Tribune Business reported on Christmas Eve how Bahamian commercial banks saw their hopes for a third consecutive month of bad loan declines dashed by a 3 per cent November increase, prompting one senior executive to say that the $1.169 billion delinquent credit portfolio was becoming "more hard core the longer the recession lasts".
Expressing disappointment that November 2010, during which total private sector loan arrears increased in value by $34.3 million, did not match September and October and create a three-month trend of bad credit declines, Paul McWeeney, Bank of the Bahamas International's managing director, warned that it would be another 18-24 months before the Bahamian commercial banking industry saw "substantial improvement".
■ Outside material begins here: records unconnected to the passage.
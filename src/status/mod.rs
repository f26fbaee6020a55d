//! Parsing of `SHOW ENGINE INNODB STATUS` output.
//!
//! The status dump is a loosely structured, human-oriented report covering
//! the whole server. This module extracts from it the two things a lock
//! observation cares about:
//! - the locks held on the fixture table by a transaction that is not waiting
//! - the lock request of the transaction that is blocked
//!
//! Parsing is pure and total: any input yields a [`LockReport`], possibly
//! with both fields absent.

mod parser;
mod report;


// Re-export public API
pub use parser::StatusParser;
pub use report::LockReport;
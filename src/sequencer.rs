//! Runs statement pairs through the observation protocol, one at a time.
//!
//! Pairs are strictly sequential: both sessions must be rolled back before
//! the next pair starts, and the fixture rows seen by pair *i+1* depend on
//! what pair *i* did. The first failing pair stops the run; reports already
//! emitted stay valid.

use crate::config::StatementPair;
use crate::dumps::write_dump;
use crate::error::{LockProbeError, Result};
use crate::output::{Observation, ReportSink};
use crate::protocol::Observer;
use crate::session::Session;
use std::path::PathBuf;
use tracing::{Instrument, debug, info, info_span};

/// Counts for a completed run.
#[derive(Debug, Clone, Copy, Default, PartialEq, Eq)]
pub struct RunSummary {
    /// Pairs observed.
    pub observed: usize,
    /// Pairs whose dump showed a waiting transaction.
    pub with_waiter: usize,
}

pub struct Sequencer {
    observer: Observer,
    dump_dir: Option<PathBuf>,
}

impl Sequencer {
    pub fn new(observer: Observer) -> Self {
        Self {
            observer,
            dump_dir: None,
        }
    }

    /// Also keep every raw dump under `dir`.
    pub fn with_dump_dir(mut self, dir: Option<PathBuf>) -> Self {
        self.dump_dir = dir;
        self
    }

    /// Observe every pair in order, emitting each report to `sink`.
    ///
    /// Returns `PairFailed` for the first pair whose observation fails; later
    /// pairs are not attempted.
    pub async fn run<H, C>(
        &self,
        holder: &mut H,
        contender: &mut C,
        pairs: &[StatementPair],
        sink: &mut dyn ReportSink,
    ) -> Result<RunSummary>
    where
        H: Session + ?Sized,
        C: Session + ?Sized,
    {
        let mut summary = RunSummary::default();
        debug!(
            table = self.observer.parser().table(),
            pairs = pairs.len(),
            "observing pairs"
        );

        for (index, pair) in pairs.iter().enumerate() {
            let dump = self
                .observer
                .capture(holder, contender, pair)
                .instrument(info_span!("pair", index))
                .await
                .map_err(|source| LockProbeError::PairFailed {
                    index,
                    pair: pair.to_string(),
                    source,
                })?;

            let report = self.observer.parser().parse(&dump);
            let observation = Observation {
                index,
                pair: pair.clone(),
                report,
                dump,
            };

            if let Some(dir) = &self.dump_dir {
                let path = write_dump(dir, index, &observation.dump)?;
                debug!(index, path = %path.display(), "dump written");
            }

            sink.emit(&observation)?;

            summary.observed += 1;
            if observation.report.has_waiter() {
                summary.with_waiter += 1;
            }
            info!(
                index,
                holding = observation.report.holding.is_some(),
                waiting = observation.report.has_waiter(),
                complete = observation.report.is_complete(),
                "pair observed"
            );
        }

        Ok(summary)
    }
}

#[cfg(test)]
mod tests {
    use super::*;
    use crate::config::{SettleConfig, StatementPair};
    use crate::error::Phase;
    use crate::status::StatusParser;
    use crate::test_support::FakeEngine;
    use tempfile::TempDir;

    fn sequencer() -> Sequencer {
        let observer = Observer::new(SettleConfig::default(), StatusParser::new("test").unwrap());
        Sequencer::new(observer)
    }

    #[tokio::test(start_paused = true)]
    async fn test_reports_in_input_order() {
        let engine = FakeEngine::new();
        let mut s1 = engine.session(1);
        let mut s2 = engine.session(2);
        let pairs = vec![
            StatementPair::same("DELETE FROM test WHERE pri = 4"),
            StatementPair::new("UPDATE test SET non = 99 WHERE pri = 4", "SELECT 1"),
        ];

        let mut reports: Vec<Observation> = Vec::new();
        let summary = sequencer()
            .run(&mut s1, &mut s2, &pairs, &mut reports)
            .await
            .unwrap();

        assert_eq!(summary, RunSummary { observed: 2, with_waiter: 1 });
        assert_eq!(reports.len(), 2);
        assert_eq!(reports[0].index, 0);
        assert_eq!(reports[0].pair, pairs[0]);
        assert!(reports[0].report.is_complete());
        assert_eq!(reports[1].index, 1);
        assert!(reports[1].report.holding.as_deref().unwrap().contains("trx id 101"));
        assert_eq!(reports[1].report.waiting_for, None);
        assert!(!engine.is_locked());
    }

    #[tokio::test(start_paused = true)]
    async fn test_failing_pair_stops_the_run() {
        let engine = FakeEngine::new();
        let mut s1 = engine.session(1).failing_on("DELETE FROM tset WHERE pri = 4");
        let mut s2 = engine.session(2);
        let pairs = vec![
            StatementPair::same("DELETE FROM tset WHERE pri = 4"),
            StatementPair::same("UPDATE test SET non = 99 WHERE pri = 4"),
        ];

        let mut reports: Vec<Observation> = Vec::new();
        let err = sequencer()
            .run(&mut s1, &mut s2, &pairs, &mut reports)
            .await
            .unwrap_err();

        match err {
            LockProbeError::PairFailed { index, pair, source } => {
                assert_eq!(index, 0);
                assert_eq!(pair, "DELETE FROM tset WHERE pri = 4");
                assert_eq!(source.phase, Phase::Acquire);
            }
            other => panic!("expected PairFailed, got {other:?}"),
        }

        assert!(reports.is_empty());
        assert!(engine.log().iter().all(|l| !l.contains("UPDATE")));
    }

    #[tokio::test(start_paused = true)]
    async fn test_earlier_reports_survive_later_failure() {
        let engine = FakeEngine::new();
        let mut s1 = engine.session(1).failing_on("DELETE FROM test WHERE sec = 5");
        let mut s2 = engine.session(2);
        let pairs = vec![
            StatementPair::same("DELETE FROM test WHERE pri = 4"),
            StatementPair::same("DELETE FROM test WHERE sec = 5"),
            StatementPair::same("DELETE FROM test"),
        ];

        let mut reports: Vec<Observation> = Vec::new();
        let err = sequencer()
            .run(&mut s1, &mut s2, &pairs, &mut reports)
            .await
            .unwrap_err();

        assert!(matches!(err, LockProbeError::PairFailed { index: 1, .. }));
        assert_eq!(reports.len(), 1);
        assert!(!engine.log().contains(&"s1: DELETE FROM test".to_string()));
    }

    #[tokio::test(start_paused = true)]
    async fn test_dumps_are_written_when_requested() {
        let engine = FakeEngine::new();
        let mut s1 = engine.session(1);
        let mut s2 = engine.session(2);
        let temp = TempDir::new().unwrap();
        let pairs = vec![StatementPair::same("DELETE FROM test WHERE pri = 4")];

        let mut reports: Vec<Observation> = Vec::new();
        sequencer()
            .with_dump_dir(Some(temp.path().to_path_buf()))
            .run(&mut s1, &mut s2, &pairs, &mut reports)
            .await
            .unwrap();

        let written = std::fs::read_to_string(temp.path().join("pair-000.txt")).unwrap();
        assert_eq!(written, reports[0].dump);
        assert!(written.contains("---TRANSACTION 101"));
    }

    #[tokio::test(start_paused = true)]
    async fn test_empty_pair_list_is_a_no_op() {
        let engine = FakeEngine::new();
        let mut s1 = engine.session(1);
        let mut s2 = engine.session(2);

        let mut reports: Vec<Observation> = Vec::new();
        let summary = sequencer()
            .run(&mut s1, &mut s2, &[], &mut reports)
            .await
            .unwrap();

        assert_eq!(summary, RunSummary::default());
        assert!(engine.log().is_empty());
    }
}
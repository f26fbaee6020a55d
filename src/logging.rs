//! Diagnostic logging to stderr.
//!
//! Reports go to stdout; everything emitted through `tracing` goes to stderr
//! so the two can be redirected independently.

use tracing_subscriber::EnvFilter;
use tracing_subscriber::layer::SubscriberExt;
use tracing_subscriber::util::SubscriberInitExt;

/// Default filter for a `-v` count.
pub fn default_filter(verbosity: u8) -> &'static str {
    match verbosity {
        0 => "info",
        1 => "debug",
        _ => "trace",
    }
}

/// Install the global subscriber.
///
/// `RUST_LOG` overrides the verbosity-derived filter when set. Calling this
/// twice is harmless; the second subscriber is discarded.
pub fn init_logging(verbosity: u8) {
    let env_filter = EnvFilter::try_from_default_env()
        .unwrap_or_else(|_| EnvFilter::new(default_filter(verbosity)));

    let stderr_layer = tracing_subscriber::fmt::layer()
        .with_writer(std::io::stderr)
        .with_target(false)
        .compact();

    let _ = tracing_subscriber::registry()
        .with(env_filter)
        .with(stderr_layer)
        .try_init();
}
November's 3 per cent bad loan increase took the total arrears ratio, as a percentage of all loans to Bahamian businesses and households, to 18.6 per cent - the latter increasing by 0.4 percentage points.
That means that $18.6 out of every $100 loaned by Bahamian commercial banks is in arrears. And, more critically, non-performing loans - those 90 days and more past due, and upon which the banks have stopped accruing interest - rose by $12.6 million or 2 per cent during November to hit $648.4 million.
The latter figure is a sum worth 10.2 per cent of all outstanding loans to Bahamian companies and the private sector, meaning that $10.2 out of every $100 in credit extended by the private sector is non-performing.
Consumer loan arrears rose by $12.3 million or 4.6 per cent during November 2010 to hit $279.6 million, out of a total $2.174 billion in outstanding consumer credit, with short-term defaults up by $6.5 million or 5.5 per cent, while credit 90 days past due was up by $5.8 million or 3.9 per cent.
Commercial loan arrears, which grew by $7.1 million or 2.6 per cent, saw an increase of $4.3 million or 5.2 per cent in the 31-90 days past due category, and a rise of $2.8 million or 1.5 per cent in the non-performing segment.
The November arrears growth was again led by the mortgage sector, where bad loans increased by a collective value of $14.9 million or 2.5 per cent to hit a total of $608.6 million.
Non-performing mortgages, those 90 days or more past due, increased by $4 million or 1.4 per cent, while those between 31-90 days past due increased by $10.9 million or 3.6 per cent.